• [Work required] How many lines of the entries below contain the string "conventional"? State the number alone.

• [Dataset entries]
---

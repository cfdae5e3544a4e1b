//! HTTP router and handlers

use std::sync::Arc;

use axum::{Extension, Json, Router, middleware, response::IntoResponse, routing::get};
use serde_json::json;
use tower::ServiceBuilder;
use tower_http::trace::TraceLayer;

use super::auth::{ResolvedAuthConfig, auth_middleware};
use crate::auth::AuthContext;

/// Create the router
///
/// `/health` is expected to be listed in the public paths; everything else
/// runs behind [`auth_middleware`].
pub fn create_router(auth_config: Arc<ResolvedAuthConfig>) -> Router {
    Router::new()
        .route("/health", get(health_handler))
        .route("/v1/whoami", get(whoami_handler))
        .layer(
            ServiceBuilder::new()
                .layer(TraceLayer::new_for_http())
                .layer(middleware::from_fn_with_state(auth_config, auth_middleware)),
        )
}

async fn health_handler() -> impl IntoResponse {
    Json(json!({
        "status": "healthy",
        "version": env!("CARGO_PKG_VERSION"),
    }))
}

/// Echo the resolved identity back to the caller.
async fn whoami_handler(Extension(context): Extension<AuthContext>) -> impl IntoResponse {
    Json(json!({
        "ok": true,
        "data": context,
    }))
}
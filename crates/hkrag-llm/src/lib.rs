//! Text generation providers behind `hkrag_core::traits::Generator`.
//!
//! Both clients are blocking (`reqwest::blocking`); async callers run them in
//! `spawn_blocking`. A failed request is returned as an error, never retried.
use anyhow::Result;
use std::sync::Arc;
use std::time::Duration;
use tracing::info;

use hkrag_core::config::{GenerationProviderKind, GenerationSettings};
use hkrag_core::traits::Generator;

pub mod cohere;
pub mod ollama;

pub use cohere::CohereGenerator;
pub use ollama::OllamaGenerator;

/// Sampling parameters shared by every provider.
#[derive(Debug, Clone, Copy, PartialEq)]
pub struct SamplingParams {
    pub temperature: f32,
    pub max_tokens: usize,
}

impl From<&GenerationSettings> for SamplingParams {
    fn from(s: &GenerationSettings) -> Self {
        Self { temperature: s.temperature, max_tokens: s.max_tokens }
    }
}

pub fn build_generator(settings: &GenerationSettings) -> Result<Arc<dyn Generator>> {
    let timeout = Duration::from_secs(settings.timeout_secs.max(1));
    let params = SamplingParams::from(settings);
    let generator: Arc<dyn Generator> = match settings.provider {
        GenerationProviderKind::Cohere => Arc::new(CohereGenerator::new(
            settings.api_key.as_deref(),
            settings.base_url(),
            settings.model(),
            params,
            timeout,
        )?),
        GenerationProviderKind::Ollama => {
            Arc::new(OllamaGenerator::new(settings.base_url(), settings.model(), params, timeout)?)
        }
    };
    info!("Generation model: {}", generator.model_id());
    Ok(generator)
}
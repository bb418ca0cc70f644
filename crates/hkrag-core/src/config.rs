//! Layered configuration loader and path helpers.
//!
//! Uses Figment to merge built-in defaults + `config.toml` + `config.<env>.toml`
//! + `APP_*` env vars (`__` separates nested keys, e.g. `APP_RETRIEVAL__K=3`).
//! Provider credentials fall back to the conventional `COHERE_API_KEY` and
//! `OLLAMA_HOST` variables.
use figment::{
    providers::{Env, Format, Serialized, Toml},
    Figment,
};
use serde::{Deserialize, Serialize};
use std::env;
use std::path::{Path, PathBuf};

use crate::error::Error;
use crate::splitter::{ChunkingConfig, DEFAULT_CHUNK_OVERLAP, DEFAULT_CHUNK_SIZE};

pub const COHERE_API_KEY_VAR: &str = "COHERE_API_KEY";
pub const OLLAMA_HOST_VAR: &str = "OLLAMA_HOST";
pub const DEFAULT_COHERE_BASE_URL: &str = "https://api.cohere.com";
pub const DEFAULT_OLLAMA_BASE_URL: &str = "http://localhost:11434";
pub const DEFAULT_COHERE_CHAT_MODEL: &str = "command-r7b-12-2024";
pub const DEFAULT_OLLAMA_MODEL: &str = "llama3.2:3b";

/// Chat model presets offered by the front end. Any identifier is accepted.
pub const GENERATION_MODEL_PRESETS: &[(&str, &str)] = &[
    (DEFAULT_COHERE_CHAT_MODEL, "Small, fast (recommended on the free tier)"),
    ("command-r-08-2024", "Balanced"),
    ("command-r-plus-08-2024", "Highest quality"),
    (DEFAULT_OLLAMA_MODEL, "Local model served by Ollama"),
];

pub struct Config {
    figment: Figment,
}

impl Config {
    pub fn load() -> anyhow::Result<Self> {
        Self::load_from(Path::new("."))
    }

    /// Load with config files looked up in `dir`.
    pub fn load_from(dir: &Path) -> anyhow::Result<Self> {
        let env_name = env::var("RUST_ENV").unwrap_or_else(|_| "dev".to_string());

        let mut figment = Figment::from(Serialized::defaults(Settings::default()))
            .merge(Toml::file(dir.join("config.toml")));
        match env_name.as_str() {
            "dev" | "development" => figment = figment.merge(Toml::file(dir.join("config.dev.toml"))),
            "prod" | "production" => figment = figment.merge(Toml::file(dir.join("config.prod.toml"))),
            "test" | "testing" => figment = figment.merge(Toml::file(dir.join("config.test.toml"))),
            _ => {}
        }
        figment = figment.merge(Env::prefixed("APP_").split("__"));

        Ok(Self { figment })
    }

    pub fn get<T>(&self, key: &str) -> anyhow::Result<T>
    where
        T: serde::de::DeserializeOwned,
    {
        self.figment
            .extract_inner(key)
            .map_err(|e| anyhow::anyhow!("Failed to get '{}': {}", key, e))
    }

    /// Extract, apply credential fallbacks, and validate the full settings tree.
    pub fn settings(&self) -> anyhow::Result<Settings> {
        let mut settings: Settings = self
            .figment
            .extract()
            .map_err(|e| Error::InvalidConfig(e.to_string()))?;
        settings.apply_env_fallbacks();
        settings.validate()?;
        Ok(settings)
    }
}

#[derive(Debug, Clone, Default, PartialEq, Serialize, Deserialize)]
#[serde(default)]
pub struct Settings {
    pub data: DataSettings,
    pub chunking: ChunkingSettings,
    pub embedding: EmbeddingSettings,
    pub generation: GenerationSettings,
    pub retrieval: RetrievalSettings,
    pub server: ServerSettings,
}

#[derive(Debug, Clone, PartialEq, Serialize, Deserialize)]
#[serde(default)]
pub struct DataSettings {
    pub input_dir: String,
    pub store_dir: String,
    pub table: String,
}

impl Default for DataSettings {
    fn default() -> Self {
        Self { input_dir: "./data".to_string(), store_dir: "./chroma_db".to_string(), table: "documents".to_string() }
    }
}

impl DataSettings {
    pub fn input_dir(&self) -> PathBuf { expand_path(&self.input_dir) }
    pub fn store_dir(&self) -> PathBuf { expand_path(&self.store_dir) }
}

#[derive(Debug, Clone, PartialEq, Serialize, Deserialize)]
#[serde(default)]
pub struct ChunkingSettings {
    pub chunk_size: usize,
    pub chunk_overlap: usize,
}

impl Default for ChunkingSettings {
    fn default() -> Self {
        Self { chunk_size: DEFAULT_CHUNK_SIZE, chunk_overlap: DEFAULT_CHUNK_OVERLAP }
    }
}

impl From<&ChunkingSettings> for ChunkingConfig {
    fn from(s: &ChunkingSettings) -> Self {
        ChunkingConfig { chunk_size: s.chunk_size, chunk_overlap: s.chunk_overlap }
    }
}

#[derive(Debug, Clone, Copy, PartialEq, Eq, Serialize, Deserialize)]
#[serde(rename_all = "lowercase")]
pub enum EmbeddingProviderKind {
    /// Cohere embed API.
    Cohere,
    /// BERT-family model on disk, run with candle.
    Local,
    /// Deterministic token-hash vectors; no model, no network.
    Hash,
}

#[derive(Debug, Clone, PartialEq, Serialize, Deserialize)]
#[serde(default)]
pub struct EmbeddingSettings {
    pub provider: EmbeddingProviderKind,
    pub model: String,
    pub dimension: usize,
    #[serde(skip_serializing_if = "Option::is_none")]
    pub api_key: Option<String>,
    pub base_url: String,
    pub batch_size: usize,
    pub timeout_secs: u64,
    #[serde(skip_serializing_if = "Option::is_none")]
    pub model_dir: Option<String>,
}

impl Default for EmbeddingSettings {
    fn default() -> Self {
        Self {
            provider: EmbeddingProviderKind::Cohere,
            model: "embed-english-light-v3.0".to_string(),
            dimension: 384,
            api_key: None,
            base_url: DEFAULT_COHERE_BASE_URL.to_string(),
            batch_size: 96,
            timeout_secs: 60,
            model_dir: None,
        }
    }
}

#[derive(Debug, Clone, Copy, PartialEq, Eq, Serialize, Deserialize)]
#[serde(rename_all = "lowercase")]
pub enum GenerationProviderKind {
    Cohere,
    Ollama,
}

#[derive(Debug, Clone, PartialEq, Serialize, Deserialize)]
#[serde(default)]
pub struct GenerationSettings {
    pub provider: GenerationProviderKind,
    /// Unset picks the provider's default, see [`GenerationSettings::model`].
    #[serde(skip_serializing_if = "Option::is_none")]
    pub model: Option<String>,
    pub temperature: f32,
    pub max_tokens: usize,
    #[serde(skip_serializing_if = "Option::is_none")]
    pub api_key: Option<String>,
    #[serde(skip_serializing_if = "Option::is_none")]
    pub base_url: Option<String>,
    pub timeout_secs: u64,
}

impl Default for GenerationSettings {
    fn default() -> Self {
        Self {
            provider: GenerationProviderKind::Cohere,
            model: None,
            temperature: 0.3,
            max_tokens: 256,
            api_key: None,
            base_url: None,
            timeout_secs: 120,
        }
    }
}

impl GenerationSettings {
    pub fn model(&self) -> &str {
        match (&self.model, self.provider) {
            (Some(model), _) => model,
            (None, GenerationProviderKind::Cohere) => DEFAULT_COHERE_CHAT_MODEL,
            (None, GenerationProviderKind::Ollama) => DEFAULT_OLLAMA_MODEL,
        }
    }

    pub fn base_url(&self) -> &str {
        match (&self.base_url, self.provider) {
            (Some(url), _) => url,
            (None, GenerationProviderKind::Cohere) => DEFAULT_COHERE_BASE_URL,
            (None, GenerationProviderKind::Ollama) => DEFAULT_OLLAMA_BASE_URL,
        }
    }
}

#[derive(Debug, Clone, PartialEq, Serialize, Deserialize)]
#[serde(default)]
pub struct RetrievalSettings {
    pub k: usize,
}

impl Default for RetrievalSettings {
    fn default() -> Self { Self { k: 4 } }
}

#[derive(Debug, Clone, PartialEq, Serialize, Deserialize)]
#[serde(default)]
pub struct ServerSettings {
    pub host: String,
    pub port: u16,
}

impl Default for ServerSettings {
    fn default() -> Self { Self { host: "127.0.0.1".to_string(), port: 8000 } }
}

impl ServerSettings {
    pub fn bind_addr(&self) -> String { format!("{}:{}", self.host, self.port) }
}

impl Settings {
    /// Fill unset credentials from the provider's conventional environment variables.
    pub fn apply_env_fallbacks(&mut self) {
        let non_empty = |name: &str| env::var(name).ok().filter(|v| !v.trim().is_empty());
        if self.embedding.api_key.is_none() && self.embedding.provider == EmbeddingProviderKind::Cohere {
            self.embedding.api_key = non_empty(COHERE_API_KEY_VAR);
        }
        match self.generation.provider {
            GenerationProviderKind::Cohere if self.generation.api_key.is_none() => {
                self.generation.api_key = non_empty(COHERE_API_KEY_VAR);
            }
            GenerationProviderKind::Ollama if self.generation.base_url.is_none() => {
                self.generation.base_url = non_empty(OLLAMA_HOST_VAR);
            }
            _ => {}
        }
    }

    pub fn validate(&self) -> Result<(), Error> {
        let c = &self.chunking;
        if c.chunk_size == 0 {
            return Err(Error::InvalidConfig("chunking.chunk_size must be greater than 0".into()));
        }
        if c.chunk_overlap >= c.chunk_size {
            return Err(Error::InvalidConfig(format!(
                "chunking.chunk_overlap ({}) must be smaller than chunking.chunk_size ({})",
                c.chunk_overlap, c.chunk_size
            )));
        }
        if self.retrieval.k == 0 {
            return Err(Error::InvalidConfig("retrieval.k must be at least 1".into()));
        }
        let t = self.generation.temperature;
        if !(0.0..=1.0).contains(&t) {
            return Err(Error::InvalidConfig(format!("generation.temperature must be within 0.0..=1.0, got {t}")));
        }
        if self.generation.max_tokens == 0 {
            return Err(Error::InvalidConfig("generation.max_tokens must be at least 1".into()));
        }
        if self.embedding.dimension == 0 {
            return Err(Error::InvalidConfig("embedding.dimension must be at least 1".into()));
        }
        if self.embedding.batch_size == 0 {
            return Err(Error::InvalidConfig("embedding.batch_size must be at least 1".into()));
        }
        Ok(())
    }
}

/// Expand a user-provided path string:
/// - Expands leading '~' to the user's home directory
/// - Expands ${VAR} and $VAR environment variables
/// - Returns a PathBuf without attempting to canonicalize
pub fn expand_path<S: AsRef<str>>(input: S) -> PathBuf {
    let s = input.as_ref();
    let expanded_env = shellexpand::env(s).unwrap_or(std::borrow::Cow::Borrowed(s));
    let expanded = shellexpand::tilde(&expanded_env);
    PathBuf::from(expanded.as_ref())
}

---

• [Task output] 2